* **DATA**
• • •
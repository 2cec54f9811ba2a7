//! Dispatcher (C9, spec §4.9): the single entry point the CRI surface calls
//! into. Classifies sandboxes to a backend, resolves existing ids via the
//! Routing Registry (C8), and fans out list/image calls across every
//! enabled backend.

use crate::backend::{ImageBackend, ImageInfo, PodBackend};
use crate::checkpoint::CheckpointStore;
use crate::container::{ContainerConfig, ContainerFilter, ContainerManager};
use crate::error::{FraktiError, Result};
use crate::image::ImageManager;
use crate::recovery;
use crate::registry::RoutingRegistry;
use crate::sandbox::{PodSandboxConfig, PodSandboxFilter, SandboxManager};
use crate::types::{Backend, Container, Sandbox, SandboxState};
use std::collections::HashSet;
use std::sync::Arc;
use tokio::sync::mpsc;

const UNIKERNEL_OSCONTAINER_ANNOTATION: &str = "runtime.frakti.alpha.kubernetes.io/OSContainer";
const UNIKERNEL_ANNOTATION: &str = "runtime.frakti.alpha.kubernetes.io/Unikernel";
/// Width of the bounded worker pool used for image fan-out (spec §4.9).
const IMAGE_FANOUT_WIDTH: usize = 2;

/// One fully-wired hypervisor or privileged backend: the three manager
/// wrappers that share its `PodBackend`/`ContainerBackend`/`ImageBackend`
/// handle plus its `BackendInfo` for `Version`/`Status`.
pub struct BackendHandle {
    pub sandboxes: SandboxManager,
    pub containers: ContainerManager,
    pub images: ImageManager,
    pub pod_backend: Arc<dyn PodBackend>,
    pub image_backend: Arc<dyn ImageBackend>,
    pub info: Arc<dyn crate::backend::BackendInfo>,
}

pub struct Dispatcher {
    registry: Arc<RoutingRegistry>,
    checkpoints: Arc<dyn CheckpointStore>,
    hypervisor: BackendHandle,
    privileged: Option<BackendHandle>,
    unikernel: Option<(Arc<dyn ImageBackend>, String)>,
}

impl Dispatcher {
    pub fn new(
        registry: Arc<RoutingRegistry>,
        checkpoints: Arc<dyn CheckpointStore>,
        hypervisor: BackendHandle,
        privileged: Option<BackendHandle>,
        unikernel: Option<(Arc<dyn ImageBackend>, String)>,
    ) -> Self {
        Self {
            registry,
            checkpoints,
            hypervisor,
            privileged,
            unikernel,
        }
    }

    fn handle_for(&self, backend: Backend) -> Option<&BackendHandle> {
        match backend {
            Backend::Privileged => self.privileged.as_ref(),
            Backend::Unikernel => None,
        }
    }

    /// Startup reconciliation, spec §4.9: populate the Routing Registry from
    /// every non-default backend's own listings so routing survives a
    /// process restart without its own on-disk state.
    pub async fn reconcile_registry_on_startup(&self) -> Result<()> {
        if let Some(privileged) = &self.privileged {
            for pod in privileged.sandboxes.list_pod_sandbox(&PodSandboxFilter::default()).await? {
                self.registry.add(&pod.id, Backend::Privileged).await;
            }
            for container in privileged.containers.list_containers(&ContainerFilter::default()).await? {
                self.registry.add(&container.id, Backend::Privileged).await;
            }
        }
        Ok(())
    }

    /// Sandbox classification, spec §4.9.1.
    pub fn classify(config: &PodSandboxConfig, unikernel_enabled: bool) -> Backend2 {
        if config.annotations.get(UNIKERNEL_OSCONTAINER_ANNOTATION).map(String::as_str) == Some("true") {
            return Backend2::Privileged;
        }
        if config.security_privileged {
            return Backend2::Privileged;
        }
        if config.host_network || config.host_pid || config.host_ipc {
            return Backend2::Privileged;
        }
        if unikernel_enabled
            && config.annotations.get(UNIKERNEL_ANNOTATION).map(String::as_str) == Some("true")
        {
            return Backend2::Unikernel;
        }
        Backend2::Hypervisor
    }

    /// Unikernel image detection, spec §4.9.2.
    pub fn is_unikernel_image(image_ref: &str, prefix: &str) -> bool {
        let Some(stripped) = image_ref.strip_prefix(prefix) else {
            return false;
        };
        let stripped = stripped.strip_suffix(":latest").unwrap_or(stripped);
        !stripped.is_empty() && stripped.contains('/')
    }

    /// RunPodSandbox, spec §4.9: classify, create only in that backend,
    /// registering the id if the backend is non-default. The unikernel
    /// backend is image-only (spec §4.9.1 note): a `Unikernel`-classified pod
    /// still gets its sandbox from the hypervisor backend, same as
    /// `Hypervisor`; the classification only changes which backend later
    /// receives the pod's container image at `CreateContainer`/`PullImage`.
    pub async fn run_pod_sandbox(&self, config: PodSandboxConfig, unikernel_enabled: bool) -> Result<String> {
        match Self::classify(&config, unikernel_enabled) {
            Backend2::Hypervisor | Backend2::Unikernel => {
                self.hypervisor.sandboxes.run_pod_sandbox(&config).await
            }
            Backend2::Privileged => {
                let privileged = self
                    .privileged
                    .as_ref()
                    .ok_or_else(|| FraktiError::backend_unavailable("privileged", "not configured"))?;
                let id = privileged.sandboxes.run_pod_sandbox(&config).await?;
                self.registry.add(&id, Backend::Privileged).await;
                Ok(id)
            }
        }
    }

    async fn resolve_sandbox_manager(&self, id: &str) -> &SandboxManager {
        match self.registry.get_runtime(id).await {
            Some(Backend::Privileged) => {
                if let Some(p) = &self.privileged {
                    return &p.sandboxes;
                }
                &self.hypervisor.sandboxes
            }
            _ => &self.hypervisor.sandboxes,
        }
    }

    async fn resolve_container_manager(&self, id: &str) -> &ContainerManager {
        match self.registry.get_runtime(id).await {
            Some(Backend::Privileged) => {
                if let Some(p) = &self.privileged {
                    return &p.containers;
                }
                &self.hypervisor.containers
            }
            _ => &self.hypervisor.containers,
        }
    }

    pub async fn stop_pod_sandbox(
        &self,
        id: &str,
        netns_path: &str,
        annotations: &std::collections::HashMap<String, String>,
    ) -> Result<()> {
        self.resolve_sandbox_manager(id)
            .await
            .stop_pod_sandbox(id, netns_path, annotations)
            .await
    }

    /// Resolves the netns path needed to stop a sandbox's network: prefers
    /// live backend status, falling back to the checkpoint record (spec
    /// §4.5, "otherwise from the checkpoint") when the backend can't
    /// produce one — the case C10 recovery exists to handle, a sandbox
    /// whose in-memory backend state was lost but whose checkpoint survives.
    /// Annotations aren't part of the checkpoint schema (spec §6), so the
    /// fallback path hands back an empty set.
    pub async fn resolve_stop_target(
        &self,
        id: &str,
    ) -> Result<(String, std::collections::HashMap<String, String>)> {
        match self.pod_sandbox_status(id).await {
            Ok(status) => return Ok((status.net_ns_path, status.annotations)),
            Err(live_err) => {
                if let Ok(blob) = self.checkpoints.get(id).await {
                    if let Ok(checkpoint) = serde_json::from_slice::<crate::types::SandboxCheckpoint>(&blob) {
                        return Ok((checkpoint.netnspath, std::collections::HashMap::new()));
                    }
                }
                Err(live_err)
            }
        }
    }

    pub async fn remove_pod_sandbox(&self, id: &str) -> Result<()> {
        let result = self.resolve_sandbox_manager(id).await.remove_pod_sandbox(id).await;
        if result.is_ok() {
            self.registry.remove(id, Backend::Privileged).await;
        }
        result
    }

    pub async fn pod_sandbox_status(&self, id: &str) -> Result<Sandbox> {
        self.resolve_sandbox_manager(id).await.pod_sandbox_status(id).await
    }

    /// ListPodSandbox, spec §4.9: fan out sequentially (hypervisor first),
    /// fold in checkpoint-only NOTREADY entries when `filter` is empty.
    pub async fn list_pod_sandbox(&self, filter: &PodSandboxFilter) -> Result<Vec<Sandbox>> {
        let mut all = self.hypervisor.sandboxes.list_pod_sandbox(filter).await?;
        if let Some(privileged) = &self.privileged {
            all.extend(privileged.sandboxes.list_pod_sandbox(filter).await?);
        }

        if filter.id.is_none() && filter.state.is_none() && filter.label_selector.is_empty() {
            let live_ids: HashSet<String> = all.iter().map(|s| s.id.clone()).collect();
            let stubs = recovery::notready_stubs(self.checkpoints.as_ref(), &live_ids).await;
            all.extend(stubs);
        }

        Ok(all)
    }

    pub async fn create_container(
        &self,
        sandbox_id: &str,
        pod_name: &str,
        namespace: &str,
        pod_uid: &str,
        attempt: u32,
        config: &ContainerConfig,
    ) -> Result<String> {
        let backend = self.registry.get_runtime(sandbox_id).await;
        let manager = match backend {
            Some(Backend::Privileged) => {
                &self
                    .privileged
                    .as_ref()
                    .ok_or_else(|| FraktiError::backend_unavailable("privileged", "not configured"))?
                    .containers
            }
            _ => &self.hypervisor.containers,
        };
        let id = manager
            .create_container(sandbox_id, pod_name, namespace, pod_uid, attempt, config)
            .await?;
        if backend == Some(Backend::Privileged) {
            self.registry.add(&id, Backend::Privileged).await;
        }
        Ok(id)
    }

    pub async fn start_container(&self, container_id: &str, sandbox_id: &str) -> Result<()> {
        let backend = self.registry.get_runtime(sandbox_id).await;
        match backend {
            Some(Backend::Privileged) => {
                let p = self
                    .privileged
                    .as_ref()
                    .ok_or_else(|| FraktiError::backend_unavailable("privileged", "not configured"))?;
                p.containers
                    .start_container(container_id, sandbox_id, p.pod_backend.as_ref())
                    .await
            }
            _ => {
                self.hypervisor
                    .containers
                    .start_container(container_id, sandbox_id, self.hypervisor.pod_backend.as_ref())
                    .await
            }
        }
    }

    pub async fn stop_container(&self, id: &str, timeout_secs: u64) -> Result<()> {
        self.resolve_container_manager(id).await.stop_container(id, timeout_secs).await
    }

    pub async fn remove_container(&self, id: &str) -> Result<()> {
        let result = self.resolve_container_manager(id).await.remove_container(id).await;
        if result.is_ok() {
            self.registry.remove(id, Backend::Privileged).await;
        }
        result
    }

    pub async fn container_status(&self, id: &str, mounts: Vec<crate::types::VolumeMount>) -> Result<Container> {
        self.resolve_container_manager(id).await.container_status(id, mounts).await
    }

    pub async fn list_containers(&self, filter: &ContainerFilter) -> Result<Vec<Container>> {
        let mut all = self.hypervisor.containers.list_containers(filter).await?;
        if let Some(privileged) = &self.privileged {
            all.extend(privileged.containers.list_containers(filter).await?);
        }
        Ok(all)
    }

    /// Version/Status, spec §4.9: always the hypervisor backend for Version;
    /// Status aggregates every backend, failing only on the hypervisor.
    pub async fn version(&self) -> Result<String> {
        self.hypervisor.info.version().await
    }

    pub async fn status(&self) -> Result<bool> {
        let hypervisor_ok = self.hypervisor.info.status_ok().await?;
        if let Some(privileged) = &self.privileged {
            if let Err(e) = privileged.info.status_ok().await {
                log::warn!("privileged backend status check failed: {e}");
            }
        }
        Ok(hypervisor_ok)
    }

    /// ListImages, spec §4.9: intersect hypervisor ∩ privileged by image id,
    /// then append unikernel images verbatim (they never overlap).
    pub async fn list_images(&self) -> Result<Vec<ImageInfo>> {
        let hypervisor_images = self.hypervisor.images.list_images().await?;
        let mut result = match &self.privileged {
            Some(privileged) => {
                let privileged_images = privileged.images.list_images().await?;
                intersect_by_id(hypervisor_images, privileged_images)
            }
            None => hypervisor_images,
        };

        if let Some((unikernel_backend, _)) = &self.unikernel {
            result.extend(unikernel_backend.list_images().await?);
        }
        Ok(result)
    }

    /// PullImage, spec §4.9: unikernel refs go only to the unikernel backend;
    /// otherwise pull hypervisor + privileged concurrently (width 2), failing
    /// the whole call if either fails.
    pub async fn pull_image(&self, image_ref: &str) -> Result<String> {
        if let Some((unikernel_backend, prefix)) = &self.unikernel {
            if Self::is_unikernel_image(image_ref, prefix) {
                let manager = ImageManager::new(Arc::clone(unikernel_backend));
                return manager.pull_image(image_ref).await;
            }
        }

        let mut ids = fanout_pull(
            image_ref,
            std::iter::once(&self.hypervisor.images)
                .chain(self.privileged.as_ref().map(|p| &p.images)),
        )
        .await?;
        Ok(ids.remove(0))
    }

    /// RemoveImage, spec §4.9: mirror of `PullImage` — unikernel refs go only
    /// to the unikernel backend; otherwise remove from hypervisor + privileged
    /// concurrently (width 2), failing the whole call if either fails.
    pub async fn remove_image(&self, image_ref: &str) -> Result<()> {
        if let Some((unikernel_backend, prefix)) = &self.unikernel {
            if Self::is_unikernel_image(image_ref, prefix) {
                return unikernel_backend.remove_image(image_ref).await;
            }
        }

        fanout_remove(
            image_ref,
            std::iter::once(&self.hypervisor.images)
                .chain(self.privileged.as_ref().map(|p| &p.images)),
        )
        .await
    }

    /// ImageStatus, spec §4.9: prefer unikernel for unikernel refs, else the
    /// hypervisor backend alone (privileged is assumed to mirror it).
    pub async fn image_status(&self, image_ref: &str) -> Result<Option<ImageInfo>> {
        if let Some((unikernel_backend, prefix)) = &self.unikernel {
            if Self::is_unikernel_image(image_ref, prefix) {
                return unikernel_backend.image_status(image_ref).await;
            }
        }
        self.hypervisor.images.image_status(image_ref).await
    }
}
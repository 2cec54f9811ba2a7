//! Core data model (spec §3): Sandbox, Container, PortMapping, the sandbox
//! checkpoint schema, and the NetworkInfo handed from C4 to the backend.

use serde::{Deserialize, Serialize};
use std::collections::HashMap;

/// Which backend a sandbox/container id belongs to. The hypervisor backend is
/// the implicit default and is never itself stored in the Routing Registry
/// (C8) — "absent" is its encoding.
#[derive(Debug, Clone, Copy, PartialEq, Eq, Hash, Serialize, Deserialize)]
pub enum Backend {
    Privileged,
    Unikernel,
}

impl Backend {
    pub fn as_str(&self) -> &'static str {
        match self {
            Backend::Privileged => "privileged",
            Backend::Unikernel => "unikernel",
        }
    }
}

#[derive(Debug, Clone, Copy, PartialEq, Eq, Serialize, Deserialize)]
pub enum SandboxState {
    Ready,
    NotReady,
}

#[derive(Debug, Clone, Copy, PartialEq, Eq, Serialize, Deserialize)]
pub enum ContainerState {
    Created,
    Running,
    Exited,
    Unknown,
}

#[derive(Debug, Clone, Copy, PartialEq, Eq, Serialize, Deserialize)]
pub enum Protocol {
    Tcp,
    Udp,
}

/// `{protocol, containerPort, hostPort}` — stored only in the checkpoint,
/// per §3, to survive process restarts.
#[derive(Debug, Clone, PartialEq, Serialize, Deserialize)]
pub struct PortMapping {
    pub protocol: Protocol,
    pub container_port: u16,
    pub host_port: u16,
}

/// `{bridgeName, ifName, mac, ip (CIDR), gateway}`, derived once per sandbox
/// from the CNI result. Never persisted.
#[derive(Debug, Clone, PartialEq, Eq, Serialize, Deserialize)]
pub struct NetworkInfo {
    pub bridge_name: String,
    pub if_name: String,
    pub mac: String,
    pub ip: String,
    pub gateway: String,
}

/// A logical isolation unit identified by a server-assigned `SandboxID`.
#[derive(Debug, Clone)]
pub struct Sandbox {
    pub id: String,
    pub name: String,
    pub namespace: String,
    pub pod_uid: String,
    pub attempt: u32,
    pub labels: HashMap<String, String>,
    pub annotations: HashMap<String, String>,
    pub net_ns_path: String,
    pub state: SandboxState,
    pub created_at_ns: i64,
    pub ip: Option<String>,
    pub owning_backend: Option<Backend>,
}

/// A container, owned by exactly one sandbox.
#[derive(Debug, Clone)]
pub struct Container {
    pub id: String,
    pub sandbox_id: String,
    pub name: String,
    pub attempt: u32,
    pub image: String,
    pub image_ref: String,
    pub labels: HashMap<String, String>,
    pub annotations: HashMap<String, String>,
    pub state: ContainerState,
    pub created_at_ns: i64,
    pub started_at_ns: Option<i64>,
    pub finished_at_ns: Option<i64>,
    pub exit_code: Option<i32>,
    pub reason: Option<String>,
    pub mounts: Vec<VolumeMount>,
}

#[derive(Debug, Clone, PartialEq, Serialize, Deserialize)]
pub struct VolumeMount {
    pub host_path: String,
    pub container_path: String,
    pub readonly: bool,
}

/// Shape of the teacher's own `FilesystemUsage` (its `cri.rs`), carried here
/// even though `ImageFsInfo` itself is never populated (spec §9) — the type
/// is what a future backend-reported implementation would return.
#[derive(Debug, Clone, Serialize, Deserialize)]
pub struct FilesystemUsage {
    pub timestamp_unix_secs: i64,
    pub mountpoint: String,
    pub used_bytes: Option<u64>,
    pub inodes_used: Option<u64>,
}

/// `{schemaVersion:"v1", name, namespace, netNsPath, data:{portMappings:[...]}}`
/// serialized as a JSON blob (spec §3, §6). Written before the backend's start
/// step so a crash mid-start is recoverable.
#[derive(Debug, Clone, PartialEq, Serialize, Deserialize)]
pub struct SandboxCheckpoint {
    pub version: String,
    pub name: String,
    pub namespace: String,
    pub netnspath: String,
    pub data: CheckpointData,
}

#[derive(Debug, Clone, PartialEq, Default, Serialize, Deserialize)]
pub struct CheckpointData {
    pub port_mappings: Vec<PortMapping>,
}

impl SandboxCheckpoint {
    pub const SCHEMA_VERSION: &'static str = "v1";

    pub fn new(
        name: impl Into<String>,
        namespace: impl Into<String>,
        netnspath: impl Into<String>,
        port_mappings: Vec<PortMapping>,
    ) -> Self {
        Self {
            version: Self::SCHEMA_VERSION.to_string(),
            name: name.into(),
            namespace: namespace.into(),
            netnspath: netnspath.into(),
            data: CheckpointData { port_mappings },
        }
    }
}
• • •
* **WHAT IS REQUIRED**
From the material above, retype precisely the lines between the line holding "return unikernel_backend.image_status(image_ref).await;" and the line holding "Hash, Serialize, Deserialize)]", inclusive, and nothing beyond them.

* **EXPECTED ANSWER**
                return unikernel_backend.image_status(image_ref).await;
            }
        }
        self.hypervisor.images.image_status(image_ref).await
    }
}
repository 2cec54f9811ba2a7
//! Core data model (spec §3): Sandbox, Container, PortMapping, the sandbox
//! checkpoint schema, and the NetworkInfo handed from C4 to the backend.

use serde::{Deserialize, Serialize};
use std::collections::HashMap;

/// Which backend a sandbox/container id belongs to. The hypervisor backend is
/// the implicit default and is never itself stored in the Routing Registry
/// (C8) — "absent" is its encoding.
#[derive(Debug, Clone, Copy, PartialEq, Eq, Hash, Serialize, Deserialize)]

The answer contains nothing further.